[Saved entries]
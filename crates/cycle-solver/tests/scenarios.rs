//! End-to-end coverage of [`cycle_solver::solve`] against representative
//! topologies (§8): a plain single-shaft turbojet, a free-power-turbine
//! engine on natural-gas products, a reheat cycle, and a bleed/return
//! mixing path. Each assembles a full [`Cycle`] via [`CycleBuilder`],
//! solves it, and checks both that it converges and a handful of
//! invariants that follow from the physics regardless of how many outer
//! iterations it took.

use cycle_components::params::{
    AtmosphereParams, CombustionChamberParams, CompressorParams, InletParams, LoadParams,
    NozzleParams, OutletParams, SinkParams, SourceParams, TurbineParams,
};
use cycle_fluids::WorkFluid;
use cycle_graph::{Channel, PortRole};
use cycle_solver::{solve, Cycle, CycleBuilder, SolveConfig};

const T0: f64 = 288.0;
const P0: f64 = 101_325.0;

fn atmosphere_params() -> AtmosphereParams {
    AtmosphereParams::new(T0, P0)
}

/// §8 scenario 1B: atmosphere, inlet, single compressor, combustion
/// chamber, single turbine driving only that compressor, nozzle exhaust.
fn single_shaft_air_cycle() -> Cycle {
    let mut b = CycleBuilder::new();

    let atm = b.add_atmosphere("Atm", atmosphere_params());
    let inlet = b.add_inlet("Inlet", WorkFluid::AmbientAir, InletParams { sigma: 0.98 });
    let comp = b.add_compressor(
        "C1",
        WorkFluid::AmbientAir,
        CompressorParams::new(10.0),
    );
    let cc = b.add_combustion_chamber(
        "CC",
        WorkFluid::AmbientAir,
        WorkFluid::KeroseneProducts,
        CombustionChamberParams::new(1400.0),
    );
    let turb = b.add_turbine("T1", WorkFluid::KeroseneProducts, TurbineParams::new());
    let noz = b.add_nozzle(
        "Noz",
        false,
        WorkFluid::KeroseneProducts,
        NozzleParams::default(),
    );
    let dummy = b.add_load("Dummy", true, LoadParams::new(0.0));

    b.connect_gas_dynamic(atm, inlet).unwrap();
    b.connect_gas_dynamic(inlet, comp).unwrap();
    b.connect_gas_dynamic(comp, cc).unwrap();
    b.connect_gas_dynamic(cc, turb).unwrap();
    b.connect_gas_dynamic(turb, noz).unwrap();
    b.connect_static_gas_dynamic(noz, atm).unwrap();
    b.connect_mechanical(turb, comp, dummy).unwrap();

    b.build().unwrap()
}

/// §8 scenario 2N: gas-generator turbine drives only the compressor; a
/// free power turbine drives a real 2 MW mechanical load; the loop closes
/// through a backward-oriented outlet (the power turbine's own pressure
/// ports both resolve `Input`, so the exhaust unit's inlet pressure has to
/// be computed backward from the fixed exit velocity, which only
/// [`cycle_components::outlet`] supports -- a nozzle errors in that
/// orientation).
fn free_power_turbine_natural_gas_cycle() -> Cycle {
    let mut b = CycleBuilder::new();

    let atm = b.add_atmosphere("Atm", atmosphere_params());
    let inlet = b.add_inlet("Inlet", WorkFluid::AmbientAir, InletParams { sigma: 0.98 });
    let comp = b.add_compressor(
        "C1",
        WorkFluid::AmbientAir,
        CompressorParams::new(12.0),
    );
    let cc = b.add_combustion_chamber(
        "CC",
        WorkFluid::AmbientAir,
        WorkFluid::NaturalGasProducts,
        CombustionChamberParams::new(1450.0),
    );
    let ggt = b.add_turbine("GGT", WorkFluid::NaturalGasProducts, TurbineParams::new());
    let mut pt_params = TurbineParams::new();
    pt_params.initial_p_out = Some(130_000.0);
    let pt = b.add_turbine("PT", WorkFluid::NaturalGasProducts, pt_params);
    let outlet = b.add_outlet(
        "Outlet",
        true,
        WorkFluid::NaturalGasProducts,
        OutletParams::new(200.0),
    );
    let dummy1 = b.add_load("Dummy1", true, LoadParams::new(0.0));
    let load = b.add_load("Load", false, LoadParams::new(2_000_000.0));
    let dummy2 = b.add_load("Dummy2", true, LoadParams::new(0.0));

    b.connect_gas_dynamic(atm, inlet).unwrap();
    b.connect_gas_dynamic(inlet, comp).unwrap();
    b.connect_gas_dynamic(comp, cc).unwrap();
    b.connect_gas_dynamic(cc, ggt).unwrap();
    b.connect_gas_dynamic(ggt, pt).unwrap();
    b.connect_gas_dynamic(pt, outlet).unwrap();
    b.connect_static_gas_dynamic(outlet, atm).unwrap();
    b.connect_mechanical(ggt, comp, dummy1).unwrap();
    b.connect_mechanical(pt, load, dummy2).unwrap();

    b.build().unwrap()
}

/// §8 scenario 2NIH: a reheat chamber between two turbines, the first
/// driving the compressor, the second a free power turbine driving a real
/// load -- same backward-outlet requirement as the plain free-turbine
/// case above.
fn reheat_cycle() -> Cycle {
    let mut b = CycleBuilder::new();

    let atm = b.add_atmosphere("Atm", atmosphere_params());
    let inlet = b.add_inlet("Inlet", WorkFluid::AmbientAir, InletParams { sigma: 0.98 });
    let comp = b.add_compressor(
        "C1",
        WorkFluid::AmbientAir,
        CompressorParams::new(14.0),
    );
    let cc1 = b.add_combustion_chamber(
        "CC1",
        WorkFluid::AmbientAir,
        WorkFluid::NaturalGasProducts,
        CombustionChamberParams::new(1450.0),
    );
    let ct = b.add_turbine("CT", WorkFluid::NaturalGasProducts, TurbineParams::new());
    let mut cc2_params = CombustionChamberParams::new(1350.0);
    cc2_params.initial_alpha_out = 3.0;
    let cc2 = b.add_combustion_chamber(
        "CC2",
        WorkFluid::NaturalGasProducts,
        WorkFluid::NaturalGasProducts,
        cc2_params,
    );
    let mut pt_params = TurbineParams::new();
    pt_params.initial_p_out = Some(120_000.0);
    let pt = b.add_turbine("PT", WorkFluid::NaturalGasProducts, pt_params);
    let outlet = b.add_outlet(
        "Outlet",
        true,
        WorkFluid::NaturalGasProducts,
        OutletParams::new(200.0),
    );
    let dummy1 = b.add_load("Dummy1", true, LoadParams::new(0.0));
    let load = b.add_load("Load", false, LoadParams::new(1_500_000.0));
    let dummy2 = b.add_load("Dummy2", true, LoadParams::new(0.0));

    b.connect_gas_dynamic(atm, inlet).unwrap();
    b.connect_gas_dynamic(inlet, comp).unwrap();
    b.connect_gas_dynamic(comp, cc1).unwrap();
    b.connect_gas_dynamic(cc1, ct).unwrap();
    b.connect_gas_dynamic(ct, cc2).unwrap();
    b.connect_gas_dynamic(cc2, pt).unwrap();
    b.connect_gas_dynamic(pt, outlet).unwrap();
    b.connect_static_gas_dynamic(outlet, atm).unwrap();
    b.connect_mechanical(ct, comp, dummy1).unwrap();
    b.connect_mechanical(pt, load, dummy2).unwrap();

    b.build().unwrap()
}

/// §8 "mixing source after a combustor": a bleed sink draws air off the
/// compressor discharge, and a mixing source downstream of the combustion
/// chamber reintroduces it into the hot path ahead of the turbine.
fn mixing_source_after_combustor_cycle() -> (Cycle, cycle_core::UnitId, cycle_core::UnitId) {
    let mut b = CycleBuilder::new();

    let atm = b.add_atmosphere("Atm", atmosphere_params());
    let inlet = b.add_inlet("Inlet", WorkFluid::AmbientAir, InletParams { sigma: 0.98 });
    let comp = b.add_compressor(
        "C1",
        WorkFluid::AmbientAir,
        CompressorParams::new(10.0),
    );
    let bleed = b.add_sink("Bleed", WorkFluid::AmbientAir, SinkParams::new(0.05, 0.0));
    let cc = b.add_combustion_chamber(
        "CC",
        WorkFluid::AmbientAir,
        WorkFluid::KeroseneProducts,
        CombustionChamberParams::new(1400.0),
    );
    let ret = b.add_source(
        "Return",
        WorkFluid::KeroseneProducts,
        WorkFluid::AmbientAir,
        SourceParams::new(0.05, 450.0),
    );
    let turb = b.add_turbine("T1", WorkFluid::KeroseneProducts, TurbineParams::new());
    let noz = b.add_nozzle(
        "Noz",
        false,
        WorkFluid::KeroseneProducts,
        NozzleParams::default(),
    );
    let dummy = b.add_load("Dummy", true, LoadParams::new(0.0));

    b.connect_gas_dynamic(atm, inlet).unwrap();
    b.connect_gas_dynamic(inlet, comp).unwrap();
    b.connect_gas_dynamic(comp, bleed).unwrap();
    b.connect_gas_dynamic(bleed, cc).unwrap();
    b.connect_gas_dynamic(cc, ret).unwrap();
    b.connect_gas_dynamic(ret, turb).unwrap();
    b.connect_gas_dynamic(turb, noz).unwrap();
    b.connect_static_gas_dynamic(noz, atm).unwrap();
    b.connect_mechanical(turb, comp, dummy).unwrap();

    (b.build().unwrap(), ret, turb)
}

#[test]
fn single_shaft_air_cycle_converges_and_closes_pressure_forward() {
    let mut cycle = single_shaft_air_cycle();
    let report = solve(&mut cycle, &SolveConfig::default()).expect("single-shaft cycle should converge");
    assert!(report.iterations >= 1);
    assert!(report.max_residual < SolveConfig::default().tolerance);

    // Forward pressure chain from atmosphere through inlet and compressor
    // settles algebraically on the first pass, independent of outer-loop
    // convergence: p*_comp_out = p0 * sigma_inlet * pi_c.
    let units = &cycle.graph;
    let comp = units
        .units()
        .iter()
        .find(|u| u.name == "C1")
        .expect("compressor present");
    let p_comp_out = units
        .gas_value(comp.id, PortRole::Outlet, Channel::Pressure)
        .expect("compressor outlet pressure resolved");
    let expected = P0 * 0.98 * 10.0;
    assert!(
        (p_comp_out - expected).abs() / expected < 1e-6,
        "p_comp_out={p_comp_out}, expected={expected}"
    );
}

#[test]
fn single_shaft_air_cycle_resolve_is_idempotent() {
    let mut cycle = single_shaft_air_cycle();
    solve(&mut cycle, &SolveConfig::default()).unwrap();
    let second = solve(&mut cycle, &SolveConfig::default()).unwrap();
    assert_eq!(second.iterations, 1, "re-solving a converged cycle should settle in one pass");
    assert!(second.max_residual < 1e-9);
}

#[test]
fn free_power_turbine_natural_gas_cycle_converges() {
    let mut cycle = free_power_turbine_natural_gas_cycle();
    let report = solve(&mut cycle, &SolveConfig::default())
        .expect("free-power-turbine cycle should converge");
    assert!(report.max_residual < SolveConfig::default().tolerance);

    let load = cycle
        .graph
        .units()
        .iter()
        .find(|u| u.name == "Load")
        .expect("load present");
    let shaft = cycle
        .graph
        .value_at(load.id, PortRole::Inlet, Channel::ShaftPrimary)
        .expect("load shaft work resolved");
    assert!(shaft > 0.0, "power turbine should deliver positive specific work, got {shaft}");
}

#[test]
fn reheat_cycle_converges_with_two_combustion_chambers() {
    let mut cycle = reheat_cycle();
    let report = solve(&mut cycle, &SolveConfig::default()).expect("reheat cycle should converge");
    assert!(report.max_residual < SolveConfig::default().tolerance);

    let cc1_out = cycle
        .graph
        .units()
        .iter()
        .find(|u| u.name == "CC1")
        .expect("first chamber present");
    let cc2_out = cycle
        .graph
        .units()
        .iter()
        .find(|u| u.name == "CC2")
        .expect("second chamber present");
    let t_ct_in = cycle
        .graph
        .gas_value(cc1_out.id, PortRole::Outlet, Channel::Temperature)
        .unwrap();
    let t_pt_in = cycle
        .graph
        .gas_value(cc2_out.id, PortRole::Outlet, Channel::Temperature)
        .unwrap();
    assert!((t_ct_in - 1450.0).abs() < 1.0, "CC1 should hit its target T_gas, got {t_ct_in}");
    assert!((t_pt_in - 1350.0).abs() < 1.0, "CC2 should hit its target T_gas, got {t_pt_in}");
}

#[test]
fn mixing_source_after_combustor_conserves_mass_through_the_return() {
    let (mut cycle, ret, turb) = mixing_source_after_combustor_cycle();
    let report = solve(&mut cycle, &SolveConfig::default())
        .expect("bleed/return cycle should converge");
    assert!(report.max_residual < SolveConfig::default().tolerance);

    let g_before = cycle
        .graph
        .gas_value(ret, PortRole::Inlet, Channel::FlowFraction)
        .expect("return inlet flow fraction resolved");
    let g_after = cycle
        .graph
        .gas_value(turb, PortRole::Inlet, Channel::FlowFraction)
        .expect("turbine inlet flow fraction resolved");
    assert!(
        (g_after - (g_before + 0.05)).abs() < 1e-9,
        "return should add exactly g_return back onto the main path: before={g_before}, after={g_after}"
    );
}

**DESCRIPTION OF THE TASK:**
Output the data exactly, from the first line through the line that holds "and a bleed/return", so that no later line appears.

**SOLUTION:**
filename crates/cycle-solver/tests/scenarios.rs
//! End-to-end coverage of [`cycle_solver::solve`] against representative
//! topologies (§8): a plain single-shaft turbojet, a free-power-turbine
//! engine on natural-gas products, a reheat cycle, and a bleed/return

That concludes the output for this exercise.